Tuesday, October 1, 2019  
Posted by: Natalia Gromov

NAQC is pleased to share an update from OSH on activities planned for Year of Cessation! Please see below.
Dear Colleagues,

It’s hard to believe, but we are now entering the final quarter of our Year of Cessation. Thanks to our collective efforts, we have successfully highlighted the importance of tobacco use and dependence cessation, services, and support throughout this year. It gives me great pleasure to share a few cessation-related successes. First, the 1-800-QUIT-NOW portal reached an incredible milestone, receiving more than 10 million calls over the past 15 years. In addition, CDC’s Tips From Former Smokers® campaign is associated with over 1 million sustained quits among U.S. adults.

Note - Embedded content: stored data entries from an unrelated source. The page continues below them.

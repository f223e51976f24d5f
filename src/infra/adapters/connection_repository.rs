use std::fs;
use std::path::{Path, PathBuf};

use tracing::debug;

use crate::app::ports::{ConnectionRepository, RepositoryError};
use crate::config::connection_config::{CURRENT_VERSION, ConnectionsFile};
use crate::config::settings::config_dir;
use crate::domain::connection::ConnectionDescriptor;

const CONFIG_FILE_NAME: &str = "connections.toml";

pub struct TomlConnectionRepository {
    config_dir: PathBuf,
}

impl TomlConnectionRepository {
    pub fn new() -> Result<Self, RepositoryError> {
        let config_dir = config_dir().map_err(|e| RepositoryError::IoError(e.to_string()))?;
        Ok(Self { config_dir })
    }

    pub fn with_config_dir(config_dir: PathBuf) -> Self {
        Self { config_dir }
    }

    fn config_file_path(&self) -> PathBuf {
        self.config_dir.join(CONFIG_FILE_NAME)
    }

    fn read_all(&self) -> Result<Vec<ConnectionDescriptor>, RepositoryError> {
        let path = self.config_file_path();

        if !path.exists() {
            return Ok(Vec::new());
        }

        let content =
            fs::read_to_string(&path).map_err(|e| RepositoryError::ReadError(e.to_string()))?;

        let file: ConnectionsFile =
            toml::from_str(&content).map_err(|e| RepositoryError::InvalidFormat(e.to_string()))?;

        if file.version != CURRENT_VERSION {
            return Err(RepositoryError::VersionMismatch {
                found: file.version,
                expected: CURRENT_VERSION,
            });
        }

        Ok(file.to_descriptors())
    }

    fn write_all(&self, descriptors: &[ConnectionDescriptor]) -> Result<(), RepositoryError> {
        if !self.config_dir.exists() {
            fs::create_dir_all(&self.config_dir)
                .map_err(|e| RepositoryError::IoError(e.to_string()))?;
        }

        let file = ConnectionsFile::from_descriptors(descriptors);
        let content = toml::to_string_pretty(&file)
            .map_err(|e| RepositoryError::WriteError(e.to_string()))?;

        let content_with_header = format!(
            "# mongoconnect saved connections\n# WARNING: Passwords are stored in plain text\n\n{}",
            content
        );

        let path = self.config_file_path();
        fs::write(&path, content_with_header)
            .map_err(|e| RepositoryError::WriteError(e.to_string()))?;

        set_file_permissions(&path)?;
        debug!(path = %path.display(), count = descriptors.len(), "Wrote connections file");

        Ok(())
    }
}

impl ConnectionRepository for TomlConnectionRepository {
    fn load(&self) -> Result<Vec<ConnectionDescriptor>, RepositoryError> {
        self.read_all()
    }

    fn save(&self, descriptor: &ConnectionDescriptor) -> Result<(), RepositoryError> {
        let mut descriptors = self.read_all()?;
        match descriptors.iter_mut().find(|d| d.id == descriptor.id) {
            Some(existing) => *existing = descriptor.clone(),
            None => descriptors.push(descriptor.clone()),
        }
        self.write_all(&descriptors)
    }

    fn delete(&self, descriptor: &ConnectionDescriptor) -> Result<(), RepositoryError> {
        let mut descriptors = self.read_all()?;
        let before = descriptors.len();
        descriptors.retain(|d| d.id != descriptor.id);
        if descriptors.len() == before {
            return Ok(());
        }
        self.write_all(&descriptors)
    }

    fn storage_path(&self) -> PathBuf {
        self.config_file_path()
    }
}

#[cfg(unix)]
fn set_file_permissions(path: &Path) -> Result<(), RepositoryError> {
    use std::os::unix::fs::PermissionsExt;
    let perms = fs::Permissions::from_mode(0o600);
    fs::set_permissions(path, perms).map_err(|e| RepositoryError::IoError(e.to_string()))?;
    Ok(())
}

#[cfg(not(unix))]
fn set_file_permissions(_path: &Path) -> Result<(), RepositoryError> {
    Ok(())
}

Within the Office on Smoking and Health, we challenged ourselves to renew our commitment to dedicate resources and amplify activities to support people in quitting tobacco throughout the year. We identified three main and interlinked goals to align our efforts: to develop and share tailored and/or targeted cessation resources; to increase the reach of cessation interventions and the use of cessation treatments among high-prevalence populations; and to improve engagement with health systems to advance the integration of cessation-related clinical care.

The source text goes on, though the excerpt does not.